EXERCISE: Every line containing the string "true" is to be copied from the records.
[DATA IN THIS EXERCISE]
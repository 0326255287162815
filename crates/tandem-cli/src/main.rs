//! tandem demo: runs a chain of randomized-timer tasks through a TaskQueue.

use std::path::PathBuf;
use std::sync::{Arc, Mutex, PoisonError};

use clap::Parser;
use eyre::{Context, Result, eyre};
use rand::Rng;
use serde::Serialize;
use tokio::time::{Duration, sleep};
use tracing::{info, warn};

use tandem_core::{
    AlwaysContinue, Completion, QueueConfig, StopOnError, TaskBuilder, TaskError, TaskQueue,
    WeakTaskQueue,
};

/// Run a chain of simulated asynchronous tasks one at a time.
#[derive(Parser, Debug)]
#[command(name = "tandem", about = "Sequential task executor demo")]
struct Cli {
    /// Number of tasks to push before running
    #[arg(short = 'n', long, default_value_t = 5)]
    tasks: usize,

    /// Lower bound of each task's simulated delay
    #[arg(long, default_value_t = 50)]
    min_delay_ms: u64,

    /// Upper bound of each task's simulated delay
    #[arg(long, default_value_t = 250)]
    max_delay_ms: u64,

    /// Probability (0.0..=1.0) that a task reports an error
    #[arg(long, default_value_t = 0.0)]
    fail_rate: f64,

    /// Continue the chain after a failed task
    #[arg(long)]
    keep_going: bool,

    /// Re-push a failed task once at the tail of the queue
    #[arg(long, conflicts_with = "keep_going")]
    requeue_failed: bool,

    /// Path to a JSON queue config
    #[arg(short, long)]
    config: Option<PathBuf>,

    /// Enable verbose output (repeat for trace)
    #[arg(short, long, action = clap::ArgAction::Count)]
    verbose: u8,
}

/// Shared run state: what the tasks did so far.
#[derive(Debug, Default, Serialize)]
struct Progress {
    finished: Vec<String>,
    total_delay_ms: u64,
}

type Shared = Arc<Mutex<Progress>>;

#[derive(Debug, Clone, Copy)]
struct Timing {
    min_delay_ms: u64,
    max_delay_ms: u64,
    fail_rate: f64,
}

fn setup_logging(verbose: u8) {
    let level = match verbose {
        0 => tracing::Level::INFO,
        1 => tracing::Level::DEBUG,
        _ => tracing::Level::TRACE,
    };
    tracing_subscriber::fmt()
        .with_writer(std::io::stderr)
        .with_env_filter(tracing_subscriber::EnvFilter::from_default_env().add_directive(level.into()))
        .init();
}

impl Progress {
    /// Record a finished task. A panic elsewhere while holding the lock does
    /// not lose the entry.
    fn record(progress: &Shared, label: String, delay_ms: u64) {
        let mut p = progress.lock().unwrap_or_else(PoisonError::into_inner);
        p.finished.push(label);
        p.total_delay_ms += delay_ms;
    }
}

/// A task that sleeps for a random delay, then succeeds with the delay or
/// fails with probability `fail_rate`. A retry never fails.
///
/// The task is left unlabeled so the queue names it `<prefix>-<id>`; the body
/// recovers that name from its completion handle.
fn simulated(labels: Arc<QueueConfig>, timing: Timing, retry: bool) -> TaskBuilder<Shared, u64> {
    TaskBuilder::new().body(move |progress: Shared, done: Completion<u64>| {
        let label = labels.label_for(done.task_id());
        // ThreadRng is not Send, so draw before spawning.
        let mut rng = rand::thread_rng();
        let delay_ms = rng.gen_range(timing.min_delay_ms..=timing.max_delay_ms);
        let fails = !retry && rng.gen_bool(timing.fail_rate);

        tokio::spawn(async move {
            sleep(Duration::from_millis(delay_ms)).await;
            if fails {
                done.fail(TaskError::new(format!("{label} gave up after {delay_ms}ms")));
                return;
            }
            Progress::record(&progress, label, delay_ms);
            done.succeed(delay_ms);
        });
    })
}

fn with_policy(
    builder: TaskBuilder<Shared, u64>,
    cli: &Cli,
    queue: WeakTaskQueue<Shared, u64>,
    labels: &Arc<QueueConfig>,
    timing: Timing,
) -> TaskBuilder<Shared, u64> {
    if cli.keep_going {
        return builder.policy(AlwaysContinue);
    }
    if !cli.requeue_failed {
        return builder.policy(StopOnError);
    }
    let labels = Arc::clone(labels);
    builder.policy_fn(move |_, outcome| {
        let Err(err) = outcome else {
            return true;
        };
        let Some(queue) = queue.upgrade() else {
            return false;
        };
        match queue.push(simulated(Arc::clone(&labels), timing, true)) {
            Ok(id) => {
                warn!(%err, retry = %labels.label_for(id), "requeueing failed task");
                true
            }
            Err(e) => {
                warn!(%e, "requeue rejected");
                false
            }
        }
    })
}

#[tokio::main]
async fn main() -> Result<()> {
    let cli = Cli::parse();
    setup_logging(cli.verbose);

    if cli.min_delay_ms > cli.max_delay_ms {
        return Err(eyre!("--min-delay-ms must not exceed --max-delay-ms"));
    }
    if !(0.0..=1.0).contains(&cli.fail_rate) {
        return Err(eyre!("--fail-rate must be within 0.0..=1.0"));
    }

    let config = match &cli.config {
        Some(path) => QueueConfig::from_path(path)
            .with_context(|| format!("Failed to load config from {}", path.display()))?,
        None => QueueConfig::named("demo"),
    };
    info!(queue = %config.name, tasks = cli.tasks, "tandem: starting");

    let timing = Timing {
        min_delay_ms: cli.min_delay_ms,
        max_delay_ms: cli.max_delay_ms,
        fail_rate: cli.fail_rate,
    };
    let labels = Arc::new(config.clone());
    let queue: TaskQueue<Shared, u64> = TaskQueue::with_config(config);
    for _ in 0..cli.tasks {
        let builder = simulated(Arc::clone(&labels), timing, false);
        queue.push(with_policy(builder, &cli, queue.downgrade(), &labels, timing))?;
    }

    let progress: Shared = Arc::new(Mutex::new(Progress::default()));
    let report = queue
        .run_with(Arc::clone(&progress), |report| {
            info!(reason = %report.reason, "tandem: run finished");
        })
        .await?;

    let progress = progress.lock().unwrap_or_else(PoisonError::into_inner);
    let summary = serde_json::json!({
        "reason": report.reason,
        "error": report.error(),
        "result": report.result(),
        "progress": &*progress,
        "pending": queue.pending(),
        "counts": queue.counts(),
    });
    println!("{}", serde_json::to_string_pretty(&summary)?);
    Ok(())
}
[/DATA IN THIS EXERCISE]
RESPONSE AREA:
            return true;
        match queue.push(simulated(Arc::clone(&labels), timing, true)) {
                true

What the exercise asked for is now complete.